[SOURCE INFORMATION Boundary: Start]
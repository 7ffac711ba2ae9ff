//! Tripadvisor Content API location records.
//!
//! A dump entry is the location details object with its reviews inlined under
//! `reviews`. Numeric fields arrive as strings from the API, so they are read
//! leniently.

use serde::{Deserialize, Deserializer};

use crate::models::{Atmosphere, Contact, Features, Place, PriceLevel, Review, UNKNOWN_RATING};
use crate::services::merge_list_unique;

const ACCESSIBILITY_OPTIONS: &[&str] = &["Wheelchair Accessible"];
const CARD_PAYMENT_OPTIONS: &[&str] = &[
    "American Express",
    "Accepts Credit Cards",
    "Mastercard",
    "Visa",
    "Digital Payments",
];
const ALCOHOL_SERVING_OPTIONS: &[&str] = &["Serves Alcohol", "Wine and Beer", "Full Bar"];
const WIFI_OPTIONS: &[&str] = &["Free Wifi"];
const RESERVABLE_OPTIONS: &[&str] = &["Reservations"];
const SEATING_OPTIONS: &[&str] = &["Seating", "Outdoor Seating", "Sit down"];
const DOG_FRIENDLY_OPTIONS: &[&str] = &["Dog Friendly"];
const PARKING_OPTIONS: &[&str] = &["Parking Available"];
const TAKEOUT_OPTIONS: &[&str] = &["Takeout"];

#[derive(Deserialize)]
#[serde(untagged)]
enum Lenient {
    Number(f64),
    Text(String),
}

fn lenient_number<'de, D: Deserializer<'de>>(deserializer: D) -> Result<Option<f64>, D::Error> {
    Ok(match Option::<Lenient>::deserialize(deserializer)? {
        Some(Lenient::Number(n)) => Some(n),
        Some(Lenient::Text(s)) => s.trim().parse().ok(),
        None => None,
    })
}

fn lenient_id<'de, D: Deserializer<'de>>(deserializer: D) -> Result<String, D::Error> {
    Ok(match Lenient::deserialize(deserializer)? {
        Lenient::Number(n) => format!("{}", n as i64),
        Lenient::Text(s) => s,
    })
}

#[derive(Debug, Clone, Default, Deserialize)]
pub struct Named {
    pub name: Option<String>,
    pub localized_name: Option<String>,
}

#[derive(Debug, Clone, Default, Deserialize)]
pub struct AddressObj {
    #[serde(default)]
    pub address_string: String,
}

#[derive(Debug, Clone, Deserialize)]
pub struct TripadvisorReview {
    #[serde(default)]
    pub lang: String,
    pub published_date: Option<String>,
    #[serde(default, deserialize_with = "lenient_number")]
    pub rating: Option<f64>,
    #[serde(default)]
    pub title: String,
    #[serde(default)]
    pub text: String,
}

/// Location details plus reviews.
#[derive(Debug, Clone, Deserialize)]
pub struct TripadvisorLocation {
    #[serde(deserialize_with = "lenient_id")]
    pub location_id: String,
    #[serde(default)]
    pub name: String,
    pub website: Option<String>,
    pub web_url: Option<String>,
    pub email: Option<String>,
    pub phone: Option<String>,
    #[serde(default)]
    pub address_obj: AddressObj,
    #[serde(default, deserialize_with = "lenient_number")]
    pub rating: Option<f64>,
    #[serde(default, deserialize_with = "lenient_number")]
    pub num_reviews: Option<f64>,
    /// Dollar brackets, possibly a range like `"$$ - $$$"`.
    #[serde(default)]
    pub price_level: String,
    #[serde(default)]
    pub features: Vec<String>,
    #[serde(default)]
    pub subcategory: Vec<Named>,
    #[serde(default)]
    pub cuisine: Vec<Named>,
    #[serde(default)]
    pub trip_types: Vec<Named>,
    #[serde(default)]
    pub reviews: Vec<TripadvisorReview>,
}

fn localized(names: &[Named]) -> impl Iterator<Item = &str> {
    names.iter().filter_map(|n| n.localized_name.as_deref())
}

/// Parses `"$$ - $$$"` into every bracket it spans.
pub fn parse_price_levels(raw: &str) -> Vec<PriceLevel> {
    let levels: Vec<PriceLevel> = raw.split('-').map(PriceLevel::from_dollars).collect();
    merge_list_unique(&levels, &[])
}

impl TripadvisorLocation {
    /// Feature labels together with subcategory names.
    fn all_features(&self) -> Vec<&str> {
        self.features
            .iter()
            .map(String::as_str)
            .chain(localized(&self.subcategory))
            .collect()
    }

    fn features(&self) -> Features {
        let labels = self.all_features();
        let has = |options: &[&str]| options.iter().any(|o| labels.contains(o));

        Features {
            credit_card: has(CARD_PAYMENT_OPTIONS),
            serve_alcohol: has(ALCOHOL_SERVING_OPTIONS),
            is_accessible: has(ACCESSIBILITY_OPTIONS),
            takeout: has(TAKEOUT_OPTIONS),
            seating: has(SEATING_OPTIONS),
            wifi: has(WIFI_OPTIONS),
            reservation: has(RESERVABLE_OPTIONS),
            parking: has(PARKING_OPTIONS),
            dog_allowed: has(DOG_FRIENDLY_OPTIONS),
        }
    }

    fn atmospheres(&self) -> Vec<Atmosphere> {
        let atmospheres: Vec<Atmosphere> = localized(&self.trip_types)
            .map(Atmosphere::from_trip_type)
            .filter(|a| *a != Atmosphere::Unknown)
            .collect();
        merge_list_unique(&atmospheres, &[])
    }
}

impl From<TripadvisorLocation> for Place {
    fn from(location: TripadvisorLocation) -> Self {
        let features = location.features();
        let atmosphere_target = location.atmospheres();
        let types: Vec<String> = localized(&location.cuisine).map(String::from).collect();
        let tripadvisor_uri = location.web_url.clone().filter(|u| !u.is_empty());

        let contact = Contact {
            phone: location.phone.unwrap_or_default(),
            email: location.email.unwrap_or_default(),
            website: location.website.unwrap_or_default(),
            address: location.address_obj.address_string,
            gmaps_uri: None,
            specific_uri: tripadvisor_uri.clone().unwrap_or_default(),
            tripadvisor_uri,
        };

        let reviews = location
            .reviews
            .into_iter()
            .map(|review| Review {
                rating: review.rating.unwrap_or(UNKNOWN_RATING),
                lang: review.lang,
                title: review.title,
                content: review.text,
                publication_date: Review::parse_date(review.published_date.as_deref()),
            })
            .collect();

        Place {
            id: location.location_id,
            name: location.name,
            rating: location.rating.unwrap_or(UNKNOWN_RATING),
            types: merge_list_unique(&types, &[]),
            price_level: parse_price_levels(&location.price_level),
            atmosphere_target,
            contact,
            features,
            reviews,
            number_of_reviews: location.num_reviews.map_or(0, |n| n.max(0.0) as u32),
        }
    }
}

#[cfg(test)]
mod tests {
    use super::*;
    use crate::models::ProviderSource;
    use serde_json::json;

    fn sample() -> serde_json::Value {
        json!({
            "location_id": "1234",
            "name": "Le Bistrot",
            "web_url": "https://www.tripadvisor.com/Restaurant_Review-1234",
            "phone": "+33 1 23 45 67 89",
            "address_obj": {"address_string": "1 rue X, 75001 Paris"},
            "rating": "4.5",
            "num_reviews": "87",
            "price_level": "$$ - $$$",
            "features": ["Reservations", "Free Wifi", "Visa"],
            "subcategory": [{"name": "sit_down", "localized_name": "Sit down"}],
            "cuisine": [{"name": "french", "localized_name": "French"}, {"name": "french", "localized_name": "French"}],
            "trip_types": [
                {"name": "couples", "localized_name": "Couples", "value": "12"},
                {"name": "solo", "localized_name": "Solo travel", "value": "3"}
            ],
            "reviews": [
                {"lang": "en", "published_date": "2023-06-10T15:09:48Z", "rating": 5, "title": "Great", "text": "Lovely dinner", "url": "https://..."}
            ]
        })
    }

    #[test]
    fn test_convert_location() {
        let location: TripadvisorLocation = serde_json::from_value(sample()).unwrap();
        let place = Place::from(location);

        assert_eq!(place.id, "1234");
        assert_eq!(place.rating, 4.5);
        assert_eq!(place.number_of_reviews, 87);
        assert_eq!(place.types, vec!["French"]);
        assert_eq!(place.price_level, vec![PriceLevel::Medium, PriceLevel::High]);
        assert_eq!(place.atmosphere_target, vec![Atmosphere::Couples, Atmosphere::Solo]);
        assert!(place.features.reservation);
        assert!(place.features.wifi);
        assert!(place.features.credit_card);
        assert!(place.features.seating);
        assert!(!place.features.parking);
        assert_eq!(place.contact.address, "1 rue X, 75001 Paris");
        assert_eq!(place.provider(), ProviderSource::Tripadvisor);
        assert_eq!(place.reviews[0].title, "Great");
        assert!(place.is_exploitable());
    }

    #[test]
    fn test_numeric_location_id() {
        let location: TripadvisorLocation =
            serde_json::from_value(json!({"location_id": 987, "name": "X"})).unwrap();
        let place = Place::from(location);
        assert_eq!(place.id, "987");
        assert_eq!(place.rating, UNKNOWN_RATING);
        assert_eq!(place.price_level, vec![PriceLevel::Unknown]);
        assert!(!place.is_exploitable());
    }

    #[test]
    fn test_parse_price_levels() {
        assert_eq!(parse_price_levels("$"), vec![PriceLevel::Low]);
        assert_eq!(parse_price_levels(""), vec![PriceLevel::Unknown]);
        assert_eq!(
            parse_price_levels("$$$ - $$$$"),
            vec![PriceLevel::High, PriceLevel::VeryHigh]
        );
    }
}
[SOURCE INFORMATION Boundary: End]
PROBLEM STATEMENT =>
From the listing above, copy every line where the string "French" is found.

RESULT OF THIS EXERCISE =>
            "cuisine": [{"name": "french", "localized_name": "French"}, {"name": "french", "localized_name": "French"}],
        assert_eq!(place.types, vec!["French"]);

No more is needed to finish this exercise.